//! Webhook verification: pure functions, no I/O.
//!
//! Git-style callbacks authenticate with an HMAC-SHA256 body signature;
//! Drive-style callbacks carry a channel token header and an empty body.
//! Both paths classify the change type and extract the external resource
//! id the registry is keyed by.

use std::collections::HashMap;

use hmac::{Hmac, Mac};
use serde_json::{Map, Value};
use sha2::Sha256;

use foerderband_core::PipelineError;

type HmacSha256 = Hmac<Sha256>;

// ── Service + result types ───────────────────────────────────────────

/// Which verification style a plugin type's webhooks use.
#[derive(Debug, Clone, Copy, PartialEq, Eq)]
pub enum WebhookService {
    GitHub,
    GoogleDrive,
}

impl WebhookService {
    pub fn from_plugin_type(plugin_type: &str) -> Option<Self> {
        match plugin_type {
            "git-crawler" => Some(Self::GitHub),
            "googledrive-crawler" => Some(Self::GoogleDrive),
            _ => None,
        }
    }
}

/// The classified intent of a webhook event.
#[derive(Debug, Clone, Copy, PartialEq, Eq, serde::Serialize, serde::Deserialize)]
#[serde(rename_all = "snake_case")]
pub enum ChangeType {
    Upsert,
    Delete,
    Unknown,
}

/// Outcome of a verification pass.
///
/// `is_valid` is false when a secret was expected but the request carried
/// no signature; field extraction still succeeds so dispatch can decide.
#[derive(Debug, Clone)]
pub struct VerifiedEvent {
    pub is_valid: bool,
    pub payload: Value,
    pub external_resource_id: String,
    pub change_type: ChangeType,
}

// ── Entry point ──────────────────────────────────────────────────────

/// Verify a webhook request. With `expected_secret = None` this is a
/// preliminary parse: fields are extracted, no authentication happens.
pub fn verify(
    service: WebhookService,
    headers: &HashMap<String, String>,
    body: &[u8],
    expected_secret: Option<&str>,
) -> Result<VerifiedEvent, PipelineError> {
    match service {
        WebhookService::GitHub => verify_github(headers, body, expected_secret),
        WebhookService::GoogleDrive => verify_drive(headers, expected_secret),
    }
}

/// Case-insensitive header lookup over a small map.
fn header<'a>(headers: &'a HashMap<String, String>, name: &str) -> Option<&'a str> {
    headers
        .iter()
        .find(|(k, _)| k.eq_ignore_ascii_case(name))
        .map(|(_, v)| v.as_str())
}

// ── Git-style (HMAC-SHA256) ──────────────────────────────────────────

fn verify_github(
    headers: &HashMap<String, String>,
    body: &[u8],
    expected_secret: Option<&str>,
) -> Result<VerifiedEvent, PipelineError> {
    let payload: Value = serde_json::from_slice(body)
        .map_err(|e| PipelineError::InvalidPayload(format!("invalid JSON body: {}", e)))?;

    let mut is_valid = true;
    if let Some(secret) = expected_secret {
        let signature = header(headers, "x-hub-signature-256")
            .or_else(|| header(headers, "x-hub-signature"));
        match signature {
            // Missing signature: mark invalid but keep extracting fields.
            None => is_valid = false,
            Some(sig) => {
                let hex_digest = sig.strip_prefix("sha256=").ok_or_else(|| {
                    PipelineError::Unauthorized("unsupported signature algorithm".to_string())
                })?;
                let expected = hex::decode(hex_digest).map_err(|_| {
                    PipelineError::Unauthorized("malformed webhook signature".to_string())
                })?;
                let mut mac = HmacSha256::new_from_slice(secret.as_bytes())
                    .map_err(|e| PipelineError::Internal(format!("hmac init: {}", e)))?;
                mac.update(body);
                // Constant-time comparison.
                mac.verify_slice(&expected).map_err(|_| {
                    PipelineError::Unauthorized("invalid webhook signature".to_string())
                })?;
            }
        }
    }

    let change_type = match header(headers, "x-github-event") {
        Some("push") => {
            if payload.get("deleted").and_then(Value::as_bool) == Some(true) {
                ChangeType::Delete
            } else {
                ChangeType::Upsert
            }
        }
        Some("pull_request") => ChangeType::Upsert,
        _ => ChangeType::Unknown,
    };

    let full_name = payload
        .pointer("/repository/full_name")
        .and_then(Value::as_str)
        .ok_or_else(|| {
            PipelineError::InvalidPayload("missing repository.full_name".to_string())
        })?;

    Ok(VerifiedEvent {
        is_valid,
        external_resource_id: format!("https://github.com/{}", full_name),
        change_type,
        payload,
    })
}

/// Compute the `X-Hub-Signature-256` value for a body and secret.
pub fn github_signature(secret: &str, body: &[u8]) -> String {
    let mut mac =
        HmacSha256::new_from_slice(secret.as_bytes()).expect("hmac accepts any key length");
    mac.update(body);
    format!("sha256={}", hex::encode(mac.finalize().into_bytes()))
}

// ── Drive-style (channel token) ──────────────────────────────────────

fn verify_drive(
    headers: &HashMap<String, String>,
    expected_secret: Option<&str>,
) -> Result<VerifiedEvent, PipelineError> {
    if let Some(secret) = expected_secret {
        let channel_id = header(headers, "x-goog-channel-id").unwrap_or_default();
        if channel_id != secret {
            return Err(PipelineError::Unauthorized(
                "channel token mismatch".to_string(),
            ));
        }
    }

    let resource_uri = header(headers, "x-goog-resource-uri").ok_or_else(|| {
        PipelineError::InvalidPayload("missing X-Goog-Resource-Uri header".to_string())
    })?;
    let folder_id = last_path_segment(resource_uri).ok_or_else(|| {
        PipelineError::InvalidPayload(format!(
            "no folder id in resource URI '{}'",
            resource_uri
        ))
    })?;

    let change_type = match header(headers, "x-goog-resource-state") {
        Some("exists") | Some("add") | Some("update") => ChangeType::Upsert,
        Some("not_exists") | Some("trash") => ChangeType::Delete,
        _ => ChangeType::Unknown,
    };

    // Drive notifications have an empty body; synthesize a payload from
    // the X-Goog-* headers instead.
    let mut payload = Map::new();
    for (key, value) in headers {
        if key.to_ascii_lowercase().starts_with("x-goog-") {
            payload.insert(key.to_ascii_lowercase(), Value::String(value.clone()));
        }
    }

    Ok(VerifiedEvent {
        is_valid: true,
        external_resource_id: folder_id.to_string(),
        change_type,
        payload: Value::Object(payload),
    })
}

/// Last non-empty path segment of a URI, query string stripped.
fn last_path_segment(uri: &str) -> Option<&str> {
    let path = uri.split('?').next().unwrap_or(uri);
    path.split('/').rev().find(|segment| !segment.is_empty())
}

// ── Tests ────────────────────────────────────────────────────────────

● ● ●

• Aim of the exercise: Filter the listing above by the word "find"; copy each line that passes.

• Task answer:
        .find(|(k, _)| k.eq_ignore_ascii_case(name))
    path.split('/').rev().find(|segment| !segment.is_empty())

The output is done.